=== Material provided ===
//! The item record store: single source of truth for tracked items and the
//! active wizard step.
//!
//! Every mutation is an atomic replace-on-write over the full item
//! collection behind one mutex, so concurrent per-item updates from the
//! orchestrator are last-writer-wins at item granularity and can never
//! interleave half-applied patches. All store operations are total: updating
//! or removing an absent id is a no-op, never an error.
//!
//! Two side effects accompany every mutation:
//!
//! * **Persistence** — the full state is snapshotted as JSON and written
//!   with a temp-file + rename so a crash can never leave a torn snapshot.
//!   Persistence failures are logged at `warn` and do not fail the
//!   mutation; the in-memory state remains authoritative.
//! * **Notification** — registered [`StoreObserver`]s receive the event.
//!   Observers run synchronously under no lock, with a clone of the
//!   affected item, so they may call back into the store.

use crate::error::ConvertError;
use crate::item::{Item, ItemPatch};
use crate::wizard::WizardStep;
use serde::{Deserialize, Serialize};
use std::path::{Path, PathBuf};
use std::sync::{Arc, Mutex};
use tracing::{debug, warn};

/// Receives store events. All methods default to no-ops so observers only
/// override what they care about.
///
/// Implementations must be `Send + Sync`: the orchestrator mutates the
/// store from concurrently running item tasks.
pub trait StoreObserver: Send + Sync {
    fn on_item_added(&self, item: &Item) {
        let _ = item;
    }

    /// Called after a patch was merged into the item (the clone reflects
    /// the post-merge state).
    fn on_item_updated(&self, item: &Item) {
        let _ = item;
    }

    fn on_item_removed(&self, id: &str) {
        let _ = id;
    }

    fn on_step_changed(&self, step: WizardStep) {
        let _ = step;
    }

    /// Called on [`ItemStore::reset`], after items were cleared and the
    /// step returned to [`WizardStep::Upload`].
    fn on_reset(&self) {}
}

/// Serialized snapshot of the store: the full item collection plus the
/// active wizard step.
#[derive(Debug, Clone, Default, Serialize, Deserialize)]
struct Snapshot {
    items: Vec<Item>,
    #[serde(default)]
    step: WizardStep,
}

struct Inner {
    state: Mutex<Snapshot>,
    observers: Mutex<Vec<Arc<dyn StoreObserver>>>,
    snapshot_path: Option<PathBuf>,
}

/// Handle to the shared item store. Cloning is cheap; all clones see the
/// same state.
#[derive(Clone)]
pub struct ItemStore {
    inner: Arc<Inner>,
}

impl ItemStore {
    /// An in-memory store with no persistence.
    pub fn in_memory() -> Self {
        ItemStore {
            inner: Arc::new(Inner {
                state: Mutex::new(Snapshot::default()),
                observers: Mutex::new(Vec::new()),
                snapshot_path: None,
            }),
        }
    }

    /// Open a store persisted at `path`, loading the existing snapshot when
    /// one is present.
    ///
    /// A missing file yields an empty store; an unreadable or corrupt file
    /// is a fatal error so stale wizard state is never silently discarded.
    pub fn open(path: impl AsRef<Path>) -> Result<Self, ConvertError> {
        let path = path.as_ref().to_path_buf();
        let snapshot = match std::fs::read(&path) {
            Ok(bytes) => serde_json::from_slice::<Snapshot>(&bytes).map_err(|e| {
                ConvertError::CorruptSnapshot {
                    path: path.clone(),
                    detail: e.to_string(),
                }
            })?,
            Err(e) if e.kind() == std::io::ErrorKind::NotFound => Snapshot::default(),
            Err(e) => {
                return Err(ConvertError::SnapshotReadFailed { path, source: e });
            }
        };
        debug!(
            items = snapshot.items.len(),
            step = %snapshot.step,
            "Opened store snapshot: {}",
            path.display()
        );
        Ok(ItemStore {
            inner: Arc::new(Inner {
                state: Mutex::new(snapshot),
                observers: Mutex::new(Vec::new()),
                snapshot_path: Some(path),
            }),
        })
    }

    /// Register an observer for all subsequent mutations.
    pub fn subscribe(&self, observer: Arc<dyn StoreObserver>) {
        self.inner.observers.lock().unwrap().push(observer);
    }

    // ── Reads ─────────────────────────────────────────────────────────────

    /// Snapshot of all tracked items, in insertion order.
    pub fn items(&self) -> Vec<Item> {
        self.inner.state.lock().unwrap().items.clone()
    }

    /// Clone of the item with the given id, if tracked.
    pub fn get(&self, id: &str) -> Option<Item> {
        self.inner
            .state
            .lock()
            .unwrap()
            .items
            .iter()
            .find(|i| i.id == id)
            .cloned()
    }

    /// The active wizard step.
    pub fn step(&self) -> WizardStep {
        self.inner.state.lock().unwrap().step
    }

    /// Number of tracked items.
    pub fn len(&self) -> usize {
        self.inner.state.lock().unwrap().items.len()
    }

    pub fn is_empty(&self) -> bool {
        self.len() == 0
    }

    // ── Mutations ─────────────────────────────────────────────────────────

    /// Append an item. No de-duplication by id is enforced; that is the
    /// caller's responsibility.
    pub fn add(&self, item: Item) {
        {
            let mut state = self.inner.state.lock().unwrap();
            state.items.push(item.clone());
            self.persist(&state);
        }
        self.notify(|o| o.on_item_added(&item));
    }

    /// Shallow-merge `patch` into the matching item. A no-op when `id` is
    /// not tracked — the orchestrator relies on this to tolerate items
    /// removed mid-conversion.
    pub fn update(&self, id: &str, patch: ItemPatch) {
        let updated = {
            let mut state = self.inner.state.lock().unwrap();
            let updated = state.items.iter_mut().find(|i| i.id == id).map(|item| {
                patch.apply(item);
                item.clone()
            });
            if updated.is_some() {
                self.persist(&state);
            }
            updated
        };
        match updated {
            Some(item) => self.notify(|o| o.on_item_updated(&item)),
            None => debug!("update for untracked item '{id}' ignored"),
        }
    }

    /// Remove the item. Has no effect on an in-flight operation; the
    /// orchestrator's eventual `update` becomes a harmless no-op.
    pub fn remove(&self, id: &str) {
        let removed = {
            let mut state = self.inner.state.lock().unwrap();
            let before = state.items.len();
            state.items.retain(|i| i.id != id);
            let removed = state.items.len() != before;
            if removed {
                self.persist(&state);
            }
            removed
        };
        if removed {
            self.notify(|o| o.on_item_removed(id));
        }
    }

    /// Set the active wizard step.
    pub fn set_step(&self, step: WizardStep) {
        {
            let mut state = self.inner.state.lock().unwrap();
            state.step = step;
            self.persist(&state);
        }
        self.notify(|o| o.on_step_changed(step));
    }

    /// Clear all items and return the wizard to [`WizardStep::Upload`].
    pub fn reset(&self) {
        {
            let mut state = self.inner.state.lock().unwrap();
            state.items.clear();
            state.step = WizardStep::Upload;
            self.persist(&state);
        }
        self.notify(|o| o.on_reset());
    }

    // ── Internals ─────────────────────────────────────────────────────────

    /// Write the snapshot atomically: temp file in the same directory, then
    /// rename over the target. Failures are logged, never propagated —
    /// store operations stay total.
    fn persist(&self, state: &Snapshot) {
        let Some(ref path) = self.inner.snapshot_path else {
            return;
        };
        if let Err(e) = write_snapshot(path, state) {
            warn!("Failed to persist store snapshot to {}: {e}", path.display());
        }
    }

    fn notify(&self, f: impl Fn(&dyn StoreObserver)) {
        let observers = self.inner.observers.lock().unwrap().clone();
        for observer in &observers {
            f(observer.as_ref());
        }
    }
}

fn write_snapshot(path: &Path, state: &Snapshot) -> std::io::Result<()> {
    let bytes = serde_json::to_vec_pretty(state)?;
    let tmp_path = path.with_extension("json.tmp");
    std::fs::write(&tmp_path, &bytes)?;
    std::fs::rename(&tmp_path, path)?;
    Ok(())
}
===
Your answer must be an exact transcription of every record above.

Response to the exercise ->
//! The item record store: single source of truth for tracked items and the
//! active wizard step.
//!
//! Every mutation is an atomic replace-on-write over the full item
//! collection behind one mutex, so concurrent per-item updates from the
//! orchestrator are last-writer-wins at item granularity and can never
//! interleave half-applied patches. All store operations are total: updating
//! or removing an absent id is a no-op, never an error.
//!
//! Two side effects accompany every mutation:
//!
//! * **Persistence** — the full state is snapshotted as JSON and written
//!   with a temp-file + rename so a crash can never leave a torn snapshot.
//!   Persistence failures are logged at `warn` and do not fail the
//!   mutation; the in-memory state remains authoritative.
//! * **Notification** — registered [`StoreObserver`]s receive the event.
//!   Observers run synchronously under no lock, with a clone of the
//!   affected item, so they may call back into the store.

use crate::error::ConvertError;
use crate::item::{Item, ItemPatch};
use crate::wizard::WizardStep;
use serde::{Deserialize, Serialize};
use std::path::{Path, PathBuf};
use std::sync::{Arc, Mutex};
use tracing::{debug, warn};

/// Receives store events. All methods default to no-ops so observers only
/// override what they care about.
///
/// Implementations must be `Send + Sync`: the orchestrator mutates the
/// store from concurrently running item tasks.
pub trait StoreObserver: Send + Sync {
    fn on_item_added(&self, item: &Item) {
        let _ = item;
    }

    /// Called after a patch was merged into the item (the clone reflects
    /// the post-merge state).
    fn on_item_updated(&self, item: &Item) {
        let _ = item;
    }

    fn on_item_removed(&self, id: &str) {
        let _ = id;
    }

    fn on_step_changed(&self, step: WizardStep) {
        let _ = step;
    }

    /// Called on [`ItemStore::reset`], after items were cleared and the
    /// step returned to [`WizardStep::Upload`].
    fn on_reset(&self) {}
}

/// Serialized snapshot of the store: the full item collection plus the
/// active wizard step.
#[derive(Debug, Clone, Default, Serialize, Deserialize)]
struct Snapshot {
    items: Vec<Item>,
    #[serde(default)]
    step: WizardStep,
}

struct Inner {
    state: Mutex<Snapshot>,
    observers: Mutex<Vec<Arc<dyn StoreObserver>>>,
    snapshot_path: Option<PathBuf>,
}

/// Handle to the shared item store. Cloning is cheap; all clones see the
/// same state.
#[derive(Clone)]
pub struct ItemStore {
    inner: Arc<Inner>,
}

impl ItemStore {
    /// An in-memory store with no persistence.
    pub fn in_memory() -> Self {
        ItemStore {
            inner: Arc::new(Inner {
                state: Mutex::new(Snapshot::default()),
                observers: Mutex::new(Vec::new()),
                snapshot_path: None,
            }),
        }
    }

    /// Open a store persisted at `path`, loading the existing snapshot when
    /// one is present.
    ///
    /// A missing file yields an empty store; an unreadable or corrupt file
    /// is a fatal error so stale wizard state is never silently discarded.
    pub fn open(path: impl AsRef<Path>) -> Result<Self, ConvertError> {
        let path = path.as_ref().to_path_buf();
        let snapshot = match std::fs::read(&path) {
            Ok(bytes) => serde_json::from_slice::<Snapshot>(&bytes).map_err(|e| {
                ConvertError::CorruptSnapshot {
                    path: path.clone(),
                    detail: e.to_string(),
                }
            })?,
            Err(e) if e.kind() == std::io::ErrorKind::NotFound => Snapshot::default(),
            Err(e) => {
                return Err(ConvertError::SnapshotReadFailed { path, source: e });
            }
        };
        debug!(
            items = snapshot.items.len(),
            step = %snapshot.step,
            "Opened store snapshot: {}",
            path.display()
        );
        Ok(ItemStore {
            inner: Arc::new(Inner {
                state: Mutex::new(snapshot),
                observers: Mutex::new(Vec::new()),
                snapshot_path: Some(path),
            }),
        })
    }

    /// Register an observer for all subsequent mutations.
    pub fn subscribe(&self, observer: Arc<dyn StoreObserver>) {
        self.inner.observers.lock().unwrap().push(observer);
    }

    // ── Reads ─────────────────────────────────────────────────────────────

    /// Snapshot of all tracked items, in insertion order.
    pub fn items(&self) -> Vec<Item> {
        self.inner.state.lock().unwrap().items.clone()
    }

    /// Clone of the item with the given id, if tracked.
    pub fn get(&self, id: &str) -> Option<Item> {
        self.inner
            .state
            .lock()
            .unwrap()
            .items
            .iter()
            .find(|i| i.id == id)
            .cloned()
    }

    /// The active wizard step.
    pub fn step(&self) -> WizardStep {
        self.inner.state.lock().unwrap().step
    }

    /// Number of tracked items.
    pub fn len(&self) -> usize {
        self.inner.state.lock().unwrap().items.len()
    }

    pub fn is_empty(&self) -> bool {
        self.len() == 0
    }

    // ── Mutations ─────────────────────────────────────────────────────────

    /// Append an item. No de-duplication by id is enforced; that is the
    /// caller's responsibility.
    pub fn add(&self, item: Item) {
        {
            let mut state = self.inner.state.lock().unwrap();
            state.items.push(item.clone());
            self.persist(&state);
        }
        self.notify(|o| o.on_item_added(&item));
    }

    /// Shallow-merge `patch` into the matching item. A no-op when `id` is
    /// not tracked — the orchestrator relies on this to tolerate items
    /// removed mid-conversion.
    pub fn update(&self, id: &str, patch: ItemPatch) {
        let updated = {
            let mut state = self.inner.state.lock().unwrap();
            let updated = state.items.iter_mut().find(|i| i.id == id).map(|item| {
                patch.apply(item);
                item.clone()
            });
            if updated.is_some() {
                self.persist(&state);
            }
            updated
        };
        match updated {
            Some(item) => self.notify(|o| o.on_item_updated(&item)),
            None => debug!("update for untracked item '{id}' ignored"),
        }
    }

    /// Remove the item. Has no effect on an in-flight operation; the
    /// orchestrator's eventual `update` becomes a harmless no-op.
    pub fn remove(&self, id: &str) {
        let removed = {
            let mut state = self.inner.state.lock().unwrap();
            let before = state.items.len();
            state.items.retain(|i| i.id != id);
            let removed = state.items.len() != before;
            if removed {
                self.persist(&state);
            }
            removed
        };
        if removed {
            self.notify(|o| o.on_item_removed(id));
        }
    }

    /// Set the active wizard step.
    pub fn set_step(&self, step: WizardStep) {
        {
            let mut state = self.inner.state.lock().unwrap();
            state.step = step;
            self.persist(&state);
        }
        self.notify(|o| o.on_step_changed(step));
    }

    /// Clear all items and return the wizard to [`WizardStep::Upload`].
    pub fn reset(&self) {
        {
            let mut state = self.inner.state.lock().unwrap();
            state.items.clear();
            state.step = WizardStep::Upload;
            self.persist(&state);
        }
        self.notify(|o| o.on_reset());
    }

    // ── Internals ─────────────────────────────────────────────────────────

    /// Write the snapshot atomically: temp file in the same directory, then
    /// rename over the target. Failures are logged, never propagated —
    /// store operations stay total.
    fn persist(&self, state: &Snapshot) {
        let Some(ref path) = self.inner.snapshot_path else {
            return;
        };
        if let Err(e) = write_snapshot(path, state) {
            warn!("Failed to persist store snapshot to {}: {e}", path.display());
        }
    }

    fn notify(&self, f: impl Fn(&dyn StoreObserver)) {
        let observers = self.inner.observers.lock().unwrap().clone();
        for observer in &observers {
            f(observer.as_ref());
        }
    }
}

fn write_snapshot(path: &Path, state: &Snapshot) -> std::io::Result<()> {
    let bytes = serde_json::to_vec_pretty(state)?;
    let tmp_path = path.with_extension("json.tmp");
    std::fs::write(&tmp_path, &bytes)?;
    std::fs::rename(&tmp_path, path)?;
    Ok(())
}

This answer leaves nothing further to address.